→ About this task:
Search each line of the data for the word "BadRequest"; copy every line where it is found.

* * *

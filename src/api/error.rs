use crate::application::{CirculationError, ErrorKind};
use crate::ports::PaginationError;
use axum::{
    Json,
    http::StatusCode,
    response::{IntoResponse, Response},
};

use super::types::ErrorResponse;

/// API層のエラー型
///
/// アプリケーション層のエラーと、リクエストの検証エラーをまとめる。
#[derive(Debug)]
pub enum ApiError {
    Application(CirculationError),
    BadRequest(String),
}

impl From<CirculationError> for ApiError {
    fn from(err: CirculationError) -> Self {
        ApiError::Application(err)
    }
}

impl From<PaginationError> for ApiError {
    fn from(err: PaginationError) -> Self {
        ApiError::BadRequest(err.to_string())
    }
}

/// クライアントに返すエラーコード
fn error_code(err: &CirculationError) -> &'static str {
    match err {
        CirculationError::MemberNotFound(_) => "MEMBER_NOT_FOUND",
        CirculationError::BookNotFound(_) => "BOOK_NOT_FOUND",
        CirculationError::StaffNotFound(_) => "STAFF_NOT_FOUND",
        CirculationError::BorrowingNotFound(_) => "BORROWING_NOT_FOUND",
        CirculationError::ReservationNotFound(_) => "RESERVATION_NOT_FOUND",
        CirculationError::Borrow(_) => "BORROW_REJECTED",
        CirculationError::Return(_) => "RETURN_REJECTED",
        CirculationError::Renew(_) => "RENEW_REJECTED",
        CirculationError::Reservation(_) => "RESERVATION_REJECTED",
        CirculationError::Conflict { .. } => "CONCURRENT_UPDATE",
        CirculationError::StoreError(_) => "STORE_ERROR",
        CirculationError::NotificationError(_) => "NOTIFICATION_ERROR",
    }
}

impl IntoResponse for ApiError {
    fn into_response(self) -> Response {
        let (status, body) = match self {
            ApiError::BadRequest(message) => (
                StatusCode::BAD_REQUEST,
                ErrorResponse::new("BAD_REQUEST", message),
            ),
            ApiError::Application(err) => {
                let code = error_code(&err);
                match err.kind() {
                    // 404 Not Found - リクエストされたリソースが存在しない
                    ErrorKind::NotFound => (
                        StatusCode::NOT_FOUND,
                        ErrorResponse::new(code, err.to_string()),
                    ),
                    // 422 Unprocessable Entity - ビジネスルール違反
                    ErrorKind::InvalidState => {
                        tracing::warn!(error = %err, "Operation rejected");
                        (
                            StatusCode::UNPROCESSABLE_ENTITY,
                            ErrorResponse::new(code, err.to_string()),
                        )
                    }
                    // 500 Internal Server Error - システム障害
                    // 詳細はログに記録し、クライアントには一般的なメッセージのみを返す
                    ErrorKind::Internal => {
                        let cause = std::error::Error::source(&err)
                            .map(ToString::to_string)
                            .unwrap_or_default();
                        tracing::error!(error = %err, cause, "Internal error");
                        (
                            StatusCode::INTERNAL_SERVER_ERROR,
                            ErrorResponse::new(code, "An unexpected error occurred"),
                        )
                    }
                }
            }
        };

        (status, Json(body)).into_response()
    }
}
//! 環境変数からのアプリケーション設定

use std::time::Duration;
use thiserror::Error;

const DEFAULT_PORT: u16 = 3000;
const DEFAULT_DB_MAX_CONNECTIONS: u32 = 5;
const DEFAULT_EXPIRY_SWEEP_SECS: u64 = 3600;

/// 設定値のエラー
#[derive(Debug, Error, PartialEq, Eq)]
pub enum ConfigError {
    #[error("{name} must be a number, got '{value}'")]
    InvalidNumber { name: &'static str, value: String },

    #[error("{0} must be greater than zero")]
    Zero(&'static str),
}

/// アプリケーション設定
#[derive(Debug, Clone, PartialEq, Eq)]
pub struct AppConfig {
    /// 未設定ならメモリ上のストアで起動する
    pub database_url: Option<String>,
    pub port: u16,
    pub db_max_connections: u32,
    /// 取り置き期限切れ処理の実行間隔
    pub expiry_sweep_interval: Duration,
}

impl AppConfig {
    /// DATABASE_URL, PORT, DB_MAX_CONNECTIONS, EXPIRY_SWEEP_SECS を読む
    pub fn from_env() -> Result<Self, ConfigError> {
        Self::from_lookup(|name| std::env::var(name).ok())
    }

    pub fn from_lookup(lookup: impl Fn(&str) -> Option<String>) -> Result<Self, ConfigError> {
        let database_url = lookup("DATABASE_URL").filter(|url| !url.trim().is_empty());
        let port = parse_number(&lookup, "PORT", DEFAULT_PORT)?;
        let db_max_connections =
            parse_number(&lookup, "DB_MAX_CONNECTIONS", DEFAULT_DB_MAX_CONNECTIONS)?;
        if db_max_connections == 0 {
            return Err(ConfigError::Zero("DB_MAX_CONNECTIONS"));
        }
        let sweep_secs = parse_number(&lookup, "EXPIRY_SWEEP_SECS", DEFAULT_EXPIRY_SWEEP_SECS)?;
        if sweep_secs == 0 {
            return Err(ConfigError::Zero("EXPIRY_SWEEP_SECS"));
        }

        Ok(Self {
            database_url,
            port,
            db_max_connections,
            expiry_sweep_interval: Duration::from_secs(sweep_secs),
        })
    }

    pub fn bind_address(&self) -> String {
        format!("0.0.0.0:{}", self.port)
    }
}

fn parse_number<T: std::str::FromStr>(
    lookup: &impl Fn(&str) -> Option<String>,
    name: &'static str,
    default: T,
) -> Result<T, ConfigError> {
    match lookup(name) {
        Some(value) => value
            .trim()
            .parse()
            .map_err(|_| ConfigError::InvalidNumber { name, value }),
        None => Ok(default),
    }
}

* * *

→ Task solution:
    BadRequest(String),
        ApiError::BadRequest(err.to_string())
            ApiError::BadRequest(message) => (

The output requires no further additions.